休職中に傷病手当金を受け取り、給与が支給されていなかった場合でも、転職後に前職の源泉徴収票を求められることがあります。しかし、傷病手当金と源泉徴収票の関係はやや複雑で、状況によって発行されないケースもあります。今回は、傷病手当と源泉徴収票の関係や、転職時の対応方法についてわかりやすく解説します。
傷病手当金は源泉徴収票に記載されない
傷病手当金は、健康保険組合や協会けんぽから支給される「非課税所得」です。そのため、給与所得ではないため、源泉徴収票には記載されません。
したがって、1〜3月に給与の支給がまったくなかった場合、会社は「発行すべき給与情報がない」と判断し、源泉徴収票の発行対象外となることがあります。
ただし、源泉徴収票の発行義務があるのは「その年に1円でも給与支給があった場合」です。
源泉徴収票が発行されるケースとは?
以下のいずれかに当てはまる場合は、前職から源泉徴収票が発行されます。
- 年初に給与が一部でも支払われていた(例:1月分の給与)
- 退職金や手当などが支給されていた
- 年末調整で還付や調整が行われた
たとえば、1月25日に1月分の給与を受け取り、その後休職し3月末で退職した場合は、1月分の給与があるため源泉徴収票が発行されます。
給与支給がなかった場合の転職先への対応方法
もし1〜3月に給与が一切なく、源泉徴収票が発行されない場合でも、転職先にはその旨を正直に伝えましょう。以下のように対応できます。
- 給与支給がなかったことを口頭または文書で説明
- 新しい会社で年末調整を受けるために「給与所得がなかった」と申告
必要であれば、前職の人事部に「今年の給与支給がなかったため、源泉徴収票の発行はありません」と記載された文書やメールを依頼すると安心です。
源泉徴収票が必要になるケースと代替手段
年末調整や確定申告で源泉徴収票が必要になる場合はありますが、給与支給がなければ当然記載すべき内容もないため、発行そのものが行われないのは正当な対応です。

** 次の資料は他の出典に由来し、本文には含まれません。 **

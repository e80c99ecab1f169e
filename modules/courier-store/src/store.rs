//! PgOutboxStore: the outbox table backed by Postgres.
//!
//! Claiming uses `FOR UPDATE SKIP LOCKED` scoped by tenant, so any number of
//! projector workers can share the table without an external lock manager.

use std::collections::HashSet;

use anyhow::{Context, Result};
use async_trait::async_trait;
use sqlx::postgres::{PgConnection, PgRow};
use sqlx::{PgPool, Postgres, QueryBuilder, Row, Transaction};
use tracing::debug;
use uuid::Uuid;

use crate::traits::{OutboxStore, OutboxTransaction};
use crate::types::{OutboxRecord, OutboxStats, OutboxStatus};

/// Rows per INSERT statement. Keeps bind parameters well under the
/// Postgres limit of 65535.
const INSERT_CHUNK: usize = 1000;

const RECORD_COLUMNS: &str = "id, tenant_id, aggregate_id, event_type, schema_id, schema_version, \
     payload, status, retry_count, created_at, occurred_at, last_error";

// ---------------------------------------------------------------------------
// PgOutboxStore
// ---------------------------------------------------------------------------

#[derive(Clone)]
pub struct PgOutboxStore {
    pool: PgPool,
}

impl PgOutboxStore {
    pub fn new(pool: PgPool) -> Self {
        Self { pool }
    }

    pub fn pool(&self) -> &PgPool {
        &self.pool
    }

    /// Create the outbox table and its claim index. Idempotent.
    pub async fn migrate(&self) -> Result<()> {
        sqlx::query(
            r#"
            CREATE TABLE IF NOT EXISTS outbox_events (
                id             UUID         PRIMARY KEY,
                tenant_id      TEXT         NOT NULL,
                aggregate_id   TEXT,
                event_type     TEXT         NOT NULL,
                schema_id      TEXT         NOT NULL DEFAULT '',
                schema_version INTEGER      NOT NULL DEFAULT 1,
                payload        JSONB        NOT NULL,
                status         TEXT         NOT NULL DEFAULT 'NEW'
                               CHECK (status IN ('NEW', 'SENT', 'ERR')),
                retry_count    INTEGER      NOT NULL DEFAULT 0,
                created_at     TIMESTAMPTZ  NOT NULL DEFAULT now(),
                occurred_at    TIMESTAMPTZ  NOT NULL DEFAULT now(),
                last_error     TEXT
            )
            "#,
        )
        .execute(&self.pool)
        .await
        .context("creating outbox_events")?;

        sqlx::query(
            r#"
            CREATE INDEX IF NOT EXISTS idx_outbox_events_claim
            ON outbox_events (tenant_id, status, created_at)
            "#,
        )
        .execute(&self.pool)
        .await
        .context("creating outbox_events claim index")?;

        Ok(())
    }
}

#[async_trait]
impl OutboxStore for PgOutboxStore {
    type Tx = PgOutboxTransaction;

    async fn begin(&self) -> Result<PgOutboxTransaction> {
        let tx = self.pool.begin().await?;
        Ok(PgOutboxTransaction { tx })
    }

    async fn find(&self, id: Uuid) -> Result<Option<OutboxRecord>> {
        let row = sqlx::query_as::<_, OutboxRecord>(&format!(
            "SELECT {RECORD_COLUMNS} FROM outbox_events WHERE id = $1"
        ))
        .bind(id)
        .fetch_optional(&self.pool)
        .await?;

        Ok(row)
    }

    async fn stats(&self, tenant_id: &str) -> Result<OutboxStats> {
        let rows = sqlx::query_as::<_, (String, i64)>(
            r#"
            SELECT status, COUNT(*)
            FROM outbox_events
            WHERE tenant_id = $1
            GROUP BY status
            "#,
        )
        .bind(tenant_id)
        .fetch_all(&self.pool)
        .await?;

        let mut stats = OutboxStats::default();
        for (status, count) in rows {
            let count = count as u64;
            match status.parse::<OutboxStatus>()? {
                OutboxStatus::New => stats.new = count,
                OutboxStatus::Sent => stats.sent = count,
                OutboxStatus::Err => stats.err = count,
            }
        }
        Ok(stats)
    }
}

// ---------------------------------------------------------------------------
// PgOutboxTransaction
// ---------------------------------------------------------------------------

/// An open Postgres transaction. Business writes go through [`conn`](Self::conn)
/// so they commit or roll back together with the outbox rows.
pub struct PgOutboxTransaction {
    tx: Transaction<'static, Postgres>,
}

impl PgOutboxTransaction {
    /// The underlying connection, for business queries in the same transaction.
    pub fn conn(&mut self) -> &mut PgConnection {
        &mut *self.tx
    }
}

#[async_trait]
impl OutboxTransaction for PgOutboxTransaction {
    async fn exists_any(&mut self, ids: &[Uuid]) -> Result<HashSet<Uuid>> {
        if ids.is_empty() {
            return Ok(HashSet::new());
        }

        let found = sqlx::query_scalar::<_, Uuid>("SELECT id FROM outbox_events WHERE id = ANY($1)")
            .bind(ids)
            .fetch_all(&mut *self.tx)
            .await?;

        Ok(found.into_iter().collect())
    }

    async fn insert(&mut self, records: &[OutboxRecord]) -> Result<u64> {
        let mut inserted = 0;

        for chunk in records.chunks(INSERT_CHUNK) {
            let mut query_builder = QueryBuilder::<Postgres>::new(format!(
                "INSERT INTO outbox_events ({RECORD_COLUMNS}) "
            ));

            query_builder.push_values(chunk, |mut b, record| {
                b.push_bind(record.id)
                    .push_bind(record.tenant_id.clone())
                    .push_bind(record.aggregate_id.clone())
                    .push_bind(record.event_type.clone())
                    .push_bind(record.schema_id.clone())
                    .push_bind(record.schema_version)
                    .push_bind(record.payload.clone())
                    .push_bind(record.status.as_str())
                    .push_bind(record.retry_count)
                    .push_bind(record.created_at)
                    .push_bind(record.occurred_at)
                    .push_bind(record.last_error.clone());
            });
            query_builder.push(" ON CONFLICT (id) DO NOTHING");

            let result = query_builder.build().execute(&mut *self.tx).await?;
            inserted += result.rows_affected();
        }

        debug!(requested = records.len(), inserted, "Staged outbox inserts");
        Ok(inserted)
    }

    async fn select_batch(
        &mut self,
        tenant_id: &str,
        status: OutboxStatus,
        limit: usize,
    ) -> Result<Vec<OutboxRecord>> {
        let rows = sqlx::query_as::<_, OutboxRecord>(&format!(
            r#"
            SELECT {RECORD_COLUMNS}
            FROM outbox_events
            WHERE tenant_id = $1 AND status = $2
            ORDER BY created_at ASC, id ASC
            LIMIT $3
            FOR UPDATE SKIP LOCKED
            "#
        ))
        .bind(tenant_id)
        .bind(status.as_str())
        .bind(i64::try_from(limit).unwrap_or(i64::MAX))
        .fetch_all(&mut *self.tx)
        .await?;

        Ok(rows)
    }

    async fn mark_sent(&mut self, ids: &[Uuid]) -> Result<u64> {
        if ids.is_empty() {
            return Ok(0);
        }

        let result = sqlx::query(
            r#"
            UPDATE outbox_events
            SET status = 'SENT', last_error = NULL
            WHERE id = ANY($1) AND status = 'NEW'
            "#,
        )
        .bind(ids)
        .execute(&mut *self.tx)
        .await?;

        Ok(result.rows_affected())
    }

    async fn mark_error(
        &mut self,
        id: Uuid,
        max_retry: u32,
        error: &str,
    ) -> Result<Option<OutboxStatus>> {
        let max_retry = i32::try_from(max_retry).context("max_retry exceeds the retry_count column")?;

        // Right-hand sides see the pre-update row, hence `retry_count + 1`.
        let status = sqlx::query_scalar::<_, String>(
            r#"
            UPDATE outbox_events
            SET retry_count = retry_count + 1,
                status = CASE WHEN retry_count + 1 >= $2 THEN 'ERR' ELSE status END,
                last_error = $3
            WHERE id = $1 AND status = 'NEW'
            RETURNING status
            "#,
        )
        .bind(id)
        .bind(max_retry)
        .bind(error)
        .fetch_optional(&mut *self.tx)
        .await?;

        status
            .map(|s| s.parse::<OutboxStatus>().map_err(anyhow::Error::from))
            .transpose()
    }

    async fn commit(self) -> Result<()> {
        self.tx.commit().await?;
        Ok(())
    }

    async fn rollback(self) -> Result<()> {
        self.tx.rollback().await?;
        Ok(())
    }
}

// ---------------------------------------------------------------------------
// sqlx::FromRow for OutboxRecord
// ---------------------------------------------------------------------------

impl<'r> sqlx::FromRow<'r, PgRow> for OutboxRecord {
    fn from_row(row: &'r PgRow) -> std::result::Result<Self, sqlx::Error> {
        let status: String = row.try_get("status")?;
        let status = status
            .parse::<OutboxStatus>()
            .map_err(|e| sqlx::Error::ColumnDecode {
                index: "status".into(),
                source: Box::new(e),
            })?;

        Ok(OutboxRecord {
            id: row.try_get("id")?,
            tenant_id: row.try_get("tenant_id")?,
            aggregate_id: row.try_get("aggregate_id")?,
            event_type: row.try_get("event_type")?,
            schema_id: row.try_get("schema_id")?,
            schema_version: row.try_get("schema_version")?,
            payload: row.try_get("payload")?,
            status,
            retry_count: row.try_get("retry_count")?,
            created_at: row.try_get("created_at")?,
            occurred_at: row.try_get("occurred_at")?,
            last_error: row.try_get("last_error")?,
        })
    }
}

// ---------------------------------------------------------------------------
// Test utilities
// ---------------------------------------------------------------------------

#[cfg(feature = "test-utils")]
impl PgOutboxStore {
    /// Every row, oldest first (for tests).
    pub async fn read_all(&self) -> Result<Vec<OutboxRecord>> {
        let rows = sqlx::query_as::<_, OutboxRecord>(&format!(
            "SELECT {RECORD_COLUMNS} FROM outbox_events ORDER BY created_at ASC, id ASC"
        ))
        .fetch_all(&self.pool)
        .await?;
        Ok(rows)
    }
}
//! UnitOfWork: the transaction boundary on the write side.
//!
//! ```text
//! Idle ──begin──▶ Active ──commit──▶ Committing ──▶ Idle
//!                   │
//!                   └──rollback──▶ RollingBack ──▶ Idle
//! ```
//!
//! On commit the unit of work drains tracked aggregates, runs its pre-commit
//! hooks (the outbox capture hook first) inside the open transaction, commits,
//! and then optionally hands the events to an immediate publisher. Immediate
//! publish is best effort and never writes `SENT`; the projector owns that.

use std::sync::Arc;

use courier_events::DomainEvent;
use courier_store::{OutboxStore, OutboxTransaction};
use tracing::{debug, info, warn};

use crate::aggregate::{Aggregate, EventRecorder};
use crate::capture::{OutboxCapture, PreCommitHook};
use crate::publisher::{EventPublisher, PublishError};
use crate::retry::PublishRetryPolicy;

#[derive(Debug, Clone, Copy, PartialEq, Eq)]
pub enum UowState {
    Idle,
    Active,
    Committing,
    RollingBack,
}

#[derive(Debug, thiserror::Error)]
pub enum UnitOfWorkError {
    #[error("unit of work is not active")]
    NotActive,

    #[error("unit of work is already active")]
    AlreadyActive,

    #[error("failed to begin transaction: {0:#}")]
    Begin(anyhow::Error),

    #[error("flush failed, transaction rolled back: {0:#}")]
    Flush(anyhow::Error),

    #[error("commit failed, nothing was persisted: {0:#}")]
    Commit(anyhow::Error),

    #[error("rollback failed: {0:#}")]
    Rollback(anyhow::Error),
}

/// What happened after a successful commit.
#[derive(Debug, Clone, PartialEq, Eq)]
pub enum CommitOutcome {
    /// No publisher configured, or nothing to publish.
    NotPublished { events: usize },
    /// The immediate publisher accepted every event.
    Published { events: usize, attempts: u32 },
    /// Immediate publish gave up. The rows are committed and the projector
    /// will deliver them.
    Deferred {
        events: usize,
        attempts: u32,
        last_error: String,
    },
}

impl CommitOutcome {
    pub fn events(&self) -> usize {
        match self {
            CommitOutcome::NotPublished { events }
            | CommitOutcome::Published { events, .. }
            | CommitOutcome::Deferred { events, .. } => *events,
        }
    }
}

pub struct UnitOfWork<S: OutboxStore> {
    store: S,
    tx: Option<S::Tx>,
    state: UowState,
    tracked: Vec<Arc<dyn Aggregate>>,
    pending: Vec<DomainEvent>,
    /// Events in `pending[..collected]` came from tracked aggregates; the rest
    /// were registered directly.
    collected: usize,
    hooks: Vec<Arc<dyn PreCommitHook<S::Tx>>>,
    publisher: Option<Arc<dyn EventPublisher>>,
    retry: PublishRetryPolicy,
}

impl<S: OutboxStore> UnitOfWork<S> {
    /// A unit of work with the outbox capture hook installed and no
    /// immediate publisher.
    pub fn new(store: S) -> Self {
        Self {
            store,
            tx: None,
            state: UowState::Idle,
            tracked: Vec::new(),
            pending: Vec::new(),
            collected: 0,
            hooks: vec![Arc::new(OutboxCapture) as Arc<dyn PreCommitHook<S::Tx>>],
            publisher: None,
            retry: PublishRetryPolicy::default(),
        }
    }

    pub fn with_publisher(mut self, publisher: Arc<dyn EventPublisher>) -> Self {
        self.publisher = Some(publisher);
        self
    }

    pub fn with_retry(mut self, retry: PublishRetryPolicy) -> Self {
        self.retry = retry;
        self
    }

    /// Add a hook that runs after the capture hook.
    pub fn with_hook(mut self, hook: Arc<dyn PreCommitHook<S::Tx>>) -> Self {
        self.hooks.push(hook);
        self
    }

    pub fn state(&self) -> UowState {
        self.state
    }

    pub fn store(&self) -> &S {
        &self.store
    }

    /// Events collected or registered and not yet committed.
    pub fn pending_events(&self) -> &[DomainEvent] {
        &self.pending
    }

    pub fn tracked_count(&self) -> usize {
        self.tracked.len()
    }

    pub async fn begin(&mut self) -> Result<(), UnitOfWorkError> {
        if self.state != UowState::Idle {
            return Err(UnitOfWorkError::AlreadyActive);
        }
        let tx = self.store.begin().await.map_err(UnitOfWorkError::Begin)?;
        self.tx = Some(tx);
        self.state = UowState::Active;
        debug!("Unit of work started");
        Ok(())
    }

    /// The open transaction, for business writes that must commit together
    /// with the outbox rows.
    pub fn transaction(&mut self) -> Result<&mut S::Tx, UnitOfWorkError> {
        match self.state {
            UowState::Active => self.tx.as_mut().ok_or(UnitOfWorkError::NotActive),
            _ => Err(UnitOfWorkError::NotActive),
        }
    }

    /// Track an aggregate so its buffered events are collected at commit.
    /// Tracking the same handle twice is a no-op.
    pub fn track(&mut self, aggregate: Arc<dyn Aggregate>) -> Result<(), UnitOfWorkError> {
        self.ensure_active()?;
        let ptr = Arc::as_ptr(&aggregate) as *const ();
        if !self.tracked.iter().any(|a| Arc::as_ptr(a) as *const () == ptr) {
            self.tracked.push(aggregate);
        }
        Ok(())
    }

    pub fn register_event(&mut self, event: DomainEvent) -> Result<(), UnitOfWorkError> {
        self.ensure_active()?;
        self.pending.push(event);
        Ok(())
    }

    /// Drain every tracked aggregate's buffer into the pending queue, ahead of
    /// directly registered events. Returns how many events were collected.
    pub fn collect_events(&mut self) -> usize {
        let drained: Vec<DomainEvent> = self
            .tracked
            .iter()
            .flat_map(|aggregate| aggregate.event_buffer().drain())
            .collect();
        let count = drained.len();

        let at = self.collected;
        self.pending.splice(at..at, drained);
        self.collected += count;
        count
    }

    /// Collect and run the pre-commit hooks without committing.
    ///
    /// Running it again, or committing afterwards, does not duplicate rows.
    /// On failure the transaction is rolled back and the unit of work is idle.
    pub async fn flush(&mut self) -> Result<(), UnitOfWorkError> {
        self.ensure_active()?;
        self.collect_events();

        let Some(mut tx) = self.tx.take() else {
            return Err(UnitOfWorkError::NotActive);
        };
        if let Err(e) = self.run_hooks(&mut tx).await {
            if let Err(rollback_err) = tx.rollback().await {
                warn!(error = %rollback_err, "Rollback after failed flush also failed");
            }
            self.reset();
            return Err(UnitOfWorkError::Flush(e));
        }
        self.tx = Some(tx);
        Ok(())
    }

    /// Persist pending events atomically with the business writes, then try
    /// an immediate publish if a publisher is configured.
    ///
    /// Only a failure to persist is an error. Publish problems are reported in
    /// the returned [`CommitOutcome`].
    pub async fn commit(&mut self) -> Result<CommitOutcome, UnitOfWorkError> {
        self.ensure_active()?;
        self.collect_events();
        self.state = UowState::Committing;

        let persisted = self.persist().await;
        let events = std::mem::take(&mut self.pending);
        self.reset();
        persisted?;

        info!(events = events.len(), "Unit of work committed");

        let Some(publisher) = self.publisher.clone() else {
            return Ok(CommitOutcome::NotPublished {
                events: events.len(),
            });
        };
        if events.is_empty() {
            return Ok(CommitOutcome::NotPublished { events: 0 });
        }
        Ok(self.publish_immediately(publisher.as_ref(), &events).await)
    }

    /// Abort the transaction and drop everything pending. Never publishes and
    /// never runs hooks.
    pub async fn rollback(&mut self) -> Result<(), UnitOfWorkError> {
        self.ensure_active()?;
        self.state = UowState::RollingBack;

        let discarded = self.pending.len();
        let result = match self.tx.take() {
            Some(tx) => tx.rollback().await,
            None => Ok(()),
        };
        self.reset();

        debug!(discarded, "Unit of work rolled back");
        result.map_err(UnitOfWorkError::Rollback)
    }

    async fn persist(&mut self) -> Result<(), UnitOfWorkError> {
        let Some(mut tx) = self.tx.take() else {
            return Err(UnitOfWorkError::NotActive);
        };

        if let Err(e) = self.run_hooks(&mut tx).await {
            if let Err(rollback_err) = tx.rollback().await {
                warn!(error = %rollback_err, "Rollback after failed pre-commit hook also failed");
            }
            return Err(UnitOfWorkError::Commit(e));
        }

        tx.commit().await.map_err(UnitOfWorkError::Commit)
    }

    async fn run_hooks(&self, tx: &mut S::Tx) -> anyhow::Result<()> {
        for hook in &self.hooks {
            hook.before_commit(tx, &self.pending).await?;
        }
        Ok(())
    }

    async fn publish_immediately(
        &self,
        publisher: &dyn EventPublisher,
        events: &[DomainEvent],
    ) -> CommitOutcome {
        let max_attempts = self.retry.max_attempts.max(1);
        let mut last_error = String::new();

        for attempt in 1..=max_attempts {
            let result = match tokio::time::timeout(
                self.retry.attempt_timeout,
                publisher.publish_batch(events),
            )
            .await
            {
                Ok(result) => result,
                Err(_) => Err(PublishError::Timeout(self.retry.attempt_timeout)),
            };

            match result {
                Ok(()) => {
                    debug!(events = events.len(), attempt, "Immediate publish succeeded");
                    return CommitOutcome::Published {
                        events: events.len(),
                        attempts: attempt,
                    };
                }
                Err(e) => {
                    warn!(attempt, max_attempts, error = %e, "Immediate publish failed");
                    last_error = e.to_string();
                    if attempt < max_attempts {
                        tokio::time::sleep(self.retry.delay_for(attempt)).await;
                    }
                }
            }
        }

        warn!(
            events = events.len(),
            attempts = max_attempts,
            "Immediate publish exhausted, leaving delivery to the projector"
        );
        CommitOutcome::Deferred {
            events: events.len(),
            attempts: max_attempts,
            last_error,
        }
    }

    fn ensure_active(&self) -> Result<(), UnitOfWorkError> {
        if self.state == UowState::Active && self.tx.is_some() {
            Ok(())
        } else {
            Err(UnitOfWorkError::NotActive)
        }
    }

    fn reset(&mut self) {
        self.tx = None;
        self.pending.clear();
        self.collected = 0;
        self.tracked.clear();
        self.state = UowState::Idle;
    }
}

impl<S: OutboxStore> EventRecorder for UnitOfWork<S> {
    fn record(&mut self, event: DomainEvent) -> Result<(), UnitOfWorkError> {
        self.register_event(event)
    }
}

それでも証明が必要な場合は、以下の書類が代替として使われることがあります。
- 前職からの「在職証明書」
- 退職証明書
- 休職証明書
- 健康保険証の資格喪失証明書
転職先が厳格な対応を求める場合には、これらの補足資料を活用しましょう。
確定申告との関係性について
傷病手当金は非課税所得のため、確定申告においても原則として申告不要です。ただし、医療費控除など別の控除を受ける場合は、手当金を差し引いた実際の医療費負担額を明確にする必要があります。
また、副業をしていた場合や、複数の給与収入がある場合は、源泉徴収票の有無にかかわらず確定申告が必要になるケースがありますので、注意しましょう。
まとめ:給与がなければ源泉徴収票は不要、転職先には正確な説明を
1〜3月に給与がなく、傷病手当金のみを受け取っていた場合は、源泉徴収票は発行されない可能性が高いです。これは違法でも異常でもなく、正当な事務処理です。
転職先にはその旨を正確に伝え、必要であれば補足資料を提出することで、スムーズに処理を進めることができます。心配な場合は、前職の人事担当者や税理士、または転職先の総務担当に相談してみましょう。